Short film (5 minutes) - My role as a director
This point-of-view music video gives me an idea of how to shoot with public reactions.
I have been on the look out for point-of-view shots to give me some inspiration on the style that could be used. The video here uses the POV perspective and includes the reactions of people surrounding the main character. This is something I would like to incorporate into the short film our group are making.
Synopsis
After a colourful, happy life in which he could make even the most bitter of children laugh at the squeeze of his red nose, Clance the clown has officially become washed up. The world around him has quickly become a different place for his burnt-out clowning talent and, with its hypnotic lure of technology, films and video games, Clance cannot help but despair upon the hard fact that children no longer care for clowns anymore.
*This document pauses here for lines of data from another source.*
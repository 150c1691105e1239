use std::os::fd::{AsRawFd, BorrowedFd};

use nix::errno::Errno;
use nix::poll::{PollFd, PollFlags, PollTimeout, poll};
use nix::unistd::read;

use crate::{EVENT_FRAME_SIZE, EventFrame, MAX_BLOB_SIZE, ProtocolError};

/// How long a drain waits for the rest of a trailing blob on each stall.
const DRAIN_WAIT_MS: u16 = 100;

/// Result of one read attempt on the event descriptor.
#[derive(Debug, Clone, Copy, PartialEq, Eq)]
pub enum FrameRead {
	/// A complete record is available.
	Frame(EventFrame),
	/// Some bytes arrived but the record is not complete yet.
	Partial { received: usize, missing: usize },
	/// The read returned zero bytes.
	Closed,
	WouldBlock,
}

/// Reads fixed-size records from a nonblocking stream descriptor.
///
/// A record split across reads is kept and completed by the following reads, so the
/// stream never loses alignment.
#[derive(Debug)]
pub struct EventReader {
	buffer: EventFrame,
	filled: usize,
}

impl Default for EventReader {
	fn default() -> Self {
		Self::new()
	}
}

impl EventReader {
	pub fn new() -> Self {
		Self {
			buffer: [0u8; EVENT_FRAME_SIZE],
			filled: 0,
		}
	}

	/// Bytes of an incomplete record currently held.
	pub fn pending(&self) -> usize {
		self.filled
	}

	/// Forgets any partially received record, used when the stream is replaced.
	pub fn reset(&mut self) {
		self.filled = 0;
	}

	/// Performs one read for the bytes still missing from the current record.
	pub fn read_frame(&mut self, fd: BorrowedFd<'_>) -> Result<FrameRead, ProtocolError> {
		loop {
			match read(fd.as_raw_fd(), &mut self.buffer[self.filled..]) {
				Err(Errno::EINTR) => continue,
				Err(err) if err == Errno::EAGAIN || err == Errno::EWOULDBLOCK => {
					return Ok(FrameRead::WouldBlock);
				}
				Err(err) => return Err(err.into()),
				Ok(0) => return Ok(FrameRead::Closed),
				Ok(received) => {
					self.filled += received;
					if self.filled < EVENT_FRAME_SIZE {
						return Ok(FrameRead::Partial {
							received,
							missing: EVENT_FRAME_SIZE - self.filled,
						});
					}
					self.filled = 0;
					return Ok(FrameRead::Frame(self.buffer));
				}
			}
		}
	}

	/// Consumes exactly `len` bytes that trail the last record.
	///
	/// Waits a bounded time when the bytes have not arrived yet. Failing to consume
	/// them all leaves the stream misaligned, which the error reports.
	pub fn drain(&mut self, fd: BorrowedFd<'_>, len: usize) -> Result<(), ProtocolError> {
		if len > MAX_BLOB_SIZE {
			return Err(ProtocolError::BlobTooLarge(len));
		}
		let mut scratch = [0u8; 256];
		let mut consumed = 0;
		let failed = |source, consumed| ProtocolError::DrainFailed {
			expected: len,
			consumed,
			source,
		};
		while consumed < len {
			let want = (len - consumed).min(scratch.len());
			match read(fd.as_raw_fd(), &mut scratch[..want]) {
				Err(Errno::EINTR) => continue,
				Err(err) if err == Errno::EAGAIN || err == Errno::EWOULDBLOCK => {
					let readable =
						wait_readable(fd, DRAIN_WAIT_MS).map_err(|source| failed(source, consumed))?;
					if !readable {
						return Err(ProtocolError::DrainIncomplete {
							expected: len,
							consumed,
						});
					}
				}
				Err(err) => return Err(failed(err, consumed)),
				Ok(0) => {
					return Err(ProtocolError::DrainIncomplete {
						expected: len,
						consumed,
					});
				}
				Ok(n) => consumed += n,
			}
		}
		tracing::trace!(bytes = len, "drained trailing blob");
		Ok(())
	}
}

fn wait_readable(fd: BorrowedFd<'_>, timeout_ms: u16) -> Result<bool, Errno> {
	let mut fds = [PollFd::new(fd, PollFlags::POLLIN)];
	loop {
		match poll(&mut fds, PollTimeout::from(timeout_ms)) {
			Ok(0) => return Ok(false),
			Ok(_) => {
				return Ok(fds[0]
					.revents()
					.is_some_and(|revents| revents.contains(PollFlags::POLLIN)));
			}
			Err(Errno::EINTR) => continue,
			Err(err) => return Err(err),
		}
	}
}
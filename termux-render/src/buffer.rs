use std::io;
use std::os::fd::{AsFd, AsRawFd, OwnedFd};

use crate::RenderError;
use crate::shm::SharedMapping;

/// `AR24` fourcc, 32 bits per pixel with byte order B, G, R, A.
pub const FORMAT_ARGB8888: u32 = u32::from_le_bytes(*b"AR24");

/// Geometry of the shared pixel buffer as sent by the server.
#[derive(Debug, Clone, Copy, PartialEq, Eq)]
pub struct BufferDesc {
	pub width: u32,
	pub height: u32,
	/// Row pitch in pixels. Zero means rows are tightly packed.
	pub stride: u32,
	pub format: u32,
}

impl BufferDesc {
	pub const WIRE_SIZE: usize = 16;
	pub const BYTES_PER_PIXEL: usize = 4;

	pub fn stride_pixels(&self) -> u32 {
		if self.stride == 0 { self.width } else { self.stride }
	}

	/// Bytes between the start of two consecutive rows.
	pub fn row_bytes(&self) -> usize {
		self.stride_pixels() as usize * Self::BYTES_PER_PIXEL
	}

	/// Bytes actually covered by pixels in one row.
	pub fn visible_row_bytes(&self) -> usize {
		self.width as usize * Self::BYTES_PER_PIXEL
	}

	pub fn byte_len(&self) -> usize {
		self.row_bytes() * self.height as usize
	}

	pub fn validate(&self) -> Result<(), RenderError> {
		if self.width == 0 || self.height == 0 || self.stride_pixels() < self.width {
			return Err(RenderError::InvalidBuffer {
				width: self.width,
				height: self.height,
				stride: self.stride,
			});
		}
		Ok(())
	}

	pub fn encode(&self) -> [u8; Self::WIRE_SIZE] {
		let mut out = [0u8; Self::WIRE_SIZE];
		out[0..4].copy_from_slice(&self.width.to_le_bytes());
		out[4..8].copy_from_slice(&self.height.to_le_bytes());
		out[8..12].copy_from_slice(&self.stride.to_le_bytes());
		out[12..16].copy_from_slice(&self.format.to_le_bytes());
		out
	}

	pub fn decode(bytes: &[u8; Self::WIRE_SIZE]) -> Self {
		let word = |at: usize| u32::from_le_bytes([bytes[at], bytes[at + 1], bytes[at + 2], bytes[at + 3]]);
		Self {
			width: word(0),
			height: word(4),
			stride: word(8),
			format: word(12),
		}
	}
}

/// The server's scanout buffer mapped into this process.
#[derive(Debug)]
pub struct SharedBuffer {
	fd: OwnedFd,
	map: SharedMapping,
	desc: BufferDesc,
}

impl SharedBuffer {
	pub fn map(fd: OwnedFd, desc: BufferDesc) -> Result<Self, RenderError> {
		desc.validate()?;
		let map = SharedMapping::map(fd.as_fd(), desc.byte_len())?;
		Ok(Self { fd, map, desc })
	}

	pub fn desc(&self) -> BufferDesc {
		self.desc
	}

	/// Takes an exclusive advisory lock so the server does not scan out a torn frame.
	pub fn lock(&mut self) -> Result<BufferGuard<'_>, RenderError> {
		loop {
			let rc = unsafe { libc::flock(self.fd.as_raw_fd(), libc::LOCK_EX) };
			if rc == 0 {
				break;
			}
			let err = io::Error::last_os_error();
			if err.kind() != io::ErrorKind::Interrupted {
				return Err(RenderError::Lock {
					what: "shared buffer",
					source: err,
				});
			}
		}
		Ok(BufferGuard { buffer: self })
	}
}

/// Exclusive access to the buffer pixels; unlocks on drop.
pub struct BufferGuard<'a> {
	buffer: &'a mut SharedBuffer,
}

impl BufferGuard<'_> {
	pub fn desc(&self) -> BufferDesc {
		self.buffer.desc
	}

	pub fn pixels_mut(&mut self) -> &mut [u8] {
		let map = &self.buffer.map;
		unsafe { std::slice::from_raw_parts_mut(map.as_ptr(), map.len()) }
	}
}

impl Drop for BufferGuard<'_> {
	fn drop(&mut self) {
		unsafe {
			libc::flock(self.buffer.fd.as_raw_fd(), libc::LOCK_UN);
		}
	}
}
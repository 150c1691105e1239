macro_rules! define_id_type {
	(
		$name:ident,
		$prefix:literal
	) => {
		paste::paste! {
			#[derive(Copy, Clone, Debug, PartialEq, Eq, Hash, serde::Serialize, serde::Deserialize)]
			pub struct [<$name Id>](u64);

			impl [<$name Id>] {
				#[inline]
				pub fn rand() -> Self {
					Self(rand::random::<u64>())
				}

				#[inline]
				pub fn raw(self) -> u64 {
					self.0
				}
			}

			impl std::fmt::Display for [<$name Id>] {
				fn fmt(&self, f: &mut std::fmt::Formatter<'_>) -> std::fmt::Result {
					f.write_fmt(format_args!(concat!($prefix, "{:x}"), self.0))
				}
			}

			#[derive(thiserror::Error, Debug)]
			pub enum [<$name IdParseError>] {
				#[error("invalid id: {0}")]
				InvalidHex(std::num::ParseIntError),
				#[error("expected prefix '{expected}' but found {found:?}")]
				InvalidPrefix {
					expected: &'static str,
					found: Option<String>,
				},
			}

			impl std::str::FromStr for [<$name Id>] {
				type Err = [<$name IdParseError>];

				fn from_str(s: &str) -> Result<Self, Self::Err> {
					let Some(hex) = s.strip_prefix($prefix) else {
						return Err(Self::Err::InvalidPrefix {
							expected: $prefix,
							found: s.split_once('_').map(|(prefix, _)| format!("{prefix}_")),
						});
					};
					u64::from_str_radix(hex, 16)
						.map(Self)
						.map_err(Self::Err::InvalidHex)
				}
			}
		}
	};
}

define_id_type!(Output, "out_");
define_id_type!(Device, "dev_");
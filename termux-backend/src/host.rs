//! Events raised towards the host compositor and the trait receiving them.

use serde::Serialize;

use crate::{DeviceId, InputDevice, Output, OutputId};

/// Linux `BTN_LEFT`.
pub const BTN_LEFT: u32 = 272;
/// Linux `BTN_RIGHT`.
pub const BTN_RIGHT: u32 = 273;
/// Linux `BTN_MIDDLE`.
pub const BTN_MIDDLE: u32 = 274;

#[derive(Debug, Clone, Copy, PartialEq, Eq, Serialize)]
#[serde(rename_all = "snake_case")]
pub enum ButtonState {
	Pressed,
	Released,
}

#[derive(Debug, Clone, Copy, PartialEq, Eq, Serialize)]
#[serde(rename_all = "snake_case")]
pub enum KeyState {
	Pressed,
	Released,
}

#[derive(Debug, Clone, Copy, PartialEq, Serialize)]
#[serde(tag = "type", rename_all = "snake_case")]
pub enum PointerEvent {
	/// Relative motion. The deltas are not accelerated.
	Motion {
		time_msec: u32,
		delta_x: f64,
		delta_y: f64,
		unaccel_dx: f64,
		unaccel_dy: f64,
	},
	/// Absolute position normalized to `[0, 1]` over the output.
	MotionAbsolute { time_msec: u32, x: f64, y: f64 },
	Button {
		time_msec: u32,
		button: u32,
		state: ButtonState,
	},
	/// Ends a group of pointer events that belong together.
	Frame,
}

#[derive(Debug, Clone, Copy, PartialEq, Serialize)]
#[serde(tag = "type", rename_all = "snake_case")]
pub enum TouchEvent {
	Down {
		time_msec: u32,
		touch_id: i32,
		x: f64,
		y: f64,
	},
	Up { time_msec: u32, touch_id: i32 },
	Motion {
		time_msec: u32,
		touch_id: i32,
		x: f64,
		y: f64,
	},
	Frame,
}

#[derive(Debug, Clone, Copy, PartialEq, Eq, Serialize)]
pub struct KeyEvent {
	pub time_msec: u32,
	/// Linux evdev keycode.
	pub keycode: u32,
	pub state: KeyState,
	/// Whether the host should feed the key into its own modifier state.
	pub update_state: bool,
}

/// Text typed on the remote side, delivered as one Unicode scalar value.
#[derive(Debug, Clone, Copy, PartialEq, Eq, Serialize)]
pub struct TextEvent {
	pub time_msec: u32,
	pub codepoint: u32,
}

impl TextEvent {
	pub fn as_char(&self) -> Option<char> {
		char::from_u32(self.codepoint)
	}
}

#[derive(Debug, Clone, Copy, PartialEq, Eq, Serialize)]
pub struct PresentEvent {
	pub output: OutputId,
	pub commit_seq: u32,
	pub presented: bool,
}

/// Receiver of everything the backend reports. Every method defaults to doing nothing.
pub trait Host {
	/// Called when an output becomes visible to the host.
	fn on_new_output(&mut self, _output: &Output) {}
	/// Called after a committed mode change.
	fn on_output_mode(&mut self, _output: &Output) {}
	fn on_output_destroyed(&mut self, _output: OutputId) {}
	/// Asks the host to render and commit a frame for `output`.
	fn on_schedule_frame(&mut self, _output: OutputId) {}
	/// Called for every commit that reached the display server.
	fn on_present(&mut self, _event: PresentEvent) {}
	fn on_new_input(&mut self, _device: &InputDevice) {}
	fn on_input_removed(&mut self, _device: &InputDevice) {}
	fn on_pointer(&mut self, _device: DeviceId, _event: PointerEvent) {}
	fn on_touch(&mut self, _device: DeviceId, _event: TouchEvent) {}
	fn on_key(&mut self, _device: DeviceId, _event: KeyEvent) {}
	fn on_text(&mut self, _event: TextEvent) {}
}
One morning alike any other, whilst sat alone stewing on the decadence that has now become his life, Clance hears the sounds of carousel music coming from outside. He sets off into the city, following the fading music, in desperate hope to rediscover somewhere he belongs again.
The plot propels us in a first-person-perspective game of cat-and-mouse whereby we are oblivious to the core of the protagonist's plight, but swept along helplessly with him, wishing him to succeed without actually knowing until the end what it is he is driven towards. The discordant rise and fall of the carousel organ, alongside rack-focusing, shakey-cam and jump-cut camera techniques, motion the protagonists' tumultuous and unstable sense of being.
A typical array of clown props employed will suggest the identity of the protagonist, without directly revealing it until the final panning out from point of view perspective to third person perspective.